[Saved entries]
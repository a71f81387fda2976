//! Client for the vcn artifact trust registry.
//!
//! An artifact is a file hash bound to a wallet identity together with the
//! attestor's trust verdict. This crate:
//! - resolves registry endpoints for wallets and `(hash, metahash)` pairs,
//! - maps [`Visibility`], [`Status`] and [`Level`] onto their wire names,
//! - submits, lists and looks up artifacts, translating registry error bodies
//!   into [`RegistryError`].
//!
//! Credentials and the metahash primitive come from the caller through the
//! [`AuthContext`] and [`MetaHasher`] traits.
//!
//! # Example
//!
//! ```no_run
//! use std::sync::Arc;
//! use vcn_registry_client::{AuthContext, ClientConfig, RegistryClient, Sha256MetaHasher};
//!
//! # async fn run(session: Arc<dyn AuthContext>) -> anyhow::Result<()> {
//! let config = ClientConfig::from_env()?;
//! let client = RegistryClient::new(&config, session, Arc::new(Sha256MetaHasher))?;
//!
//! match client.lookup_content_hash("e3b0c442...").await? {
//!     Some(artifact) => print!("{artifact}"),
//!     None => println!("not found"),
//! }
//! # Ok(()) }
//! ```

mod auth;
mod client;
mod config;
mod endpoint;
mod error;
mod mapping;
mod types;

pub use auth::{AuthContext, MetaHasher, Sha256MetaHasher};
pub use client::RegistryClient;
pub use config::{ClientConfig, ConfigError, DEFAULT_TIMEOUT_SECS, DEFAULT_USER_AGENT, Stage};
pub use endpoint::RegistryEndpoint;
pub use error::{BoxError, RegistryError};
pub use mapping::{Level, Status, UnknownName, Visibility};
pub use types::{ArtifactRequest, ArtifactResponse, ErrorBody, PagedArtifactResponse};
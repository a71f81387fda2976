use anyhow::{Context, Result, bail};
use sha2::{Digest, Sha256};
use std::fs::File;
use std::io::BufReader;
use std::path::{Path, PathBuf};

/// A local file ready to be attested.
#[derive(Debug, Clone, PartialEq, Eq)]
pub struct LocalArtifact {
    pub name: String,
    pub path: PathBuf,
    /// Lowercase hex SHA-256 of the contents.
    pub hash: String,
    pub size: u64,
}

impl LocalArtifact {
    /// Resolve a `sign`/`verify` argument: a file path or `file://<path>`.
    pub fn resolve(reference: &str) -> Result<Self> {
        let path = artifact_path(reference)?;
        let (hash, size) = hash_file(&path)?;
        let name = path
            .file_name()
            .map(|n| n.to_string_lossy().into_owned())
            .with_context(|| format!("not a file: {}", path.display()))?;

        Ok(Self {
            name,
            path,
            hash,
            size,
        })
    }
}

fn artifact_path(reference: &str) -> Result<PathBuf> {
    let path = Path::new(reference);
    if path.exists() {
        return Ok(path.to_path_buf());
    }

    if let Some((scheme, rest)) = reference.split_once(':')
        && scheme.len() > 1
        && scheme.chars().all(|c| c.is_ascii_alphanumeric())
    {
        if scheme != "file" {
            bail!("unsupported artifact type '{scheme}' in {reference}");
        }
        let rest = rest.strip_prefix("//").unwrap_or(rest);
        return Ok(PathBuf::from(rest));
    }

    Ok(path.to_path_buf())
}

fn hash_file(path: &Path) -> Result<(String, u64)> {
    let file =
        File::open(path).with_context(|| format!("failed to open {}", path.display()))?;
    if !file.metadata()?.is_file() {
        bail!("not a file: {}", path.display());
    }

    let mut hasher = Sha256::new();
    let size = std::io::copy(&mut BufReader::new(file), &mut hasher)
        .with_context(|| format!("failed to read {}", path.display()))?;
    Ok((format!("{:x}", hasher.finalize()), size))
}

» **Problem**
Review the preceding data and report every line that includes the string "Self".

» **Completed task**
    pub fn resolve(reference: &str) -> Result<Self> {
        Ok(Self {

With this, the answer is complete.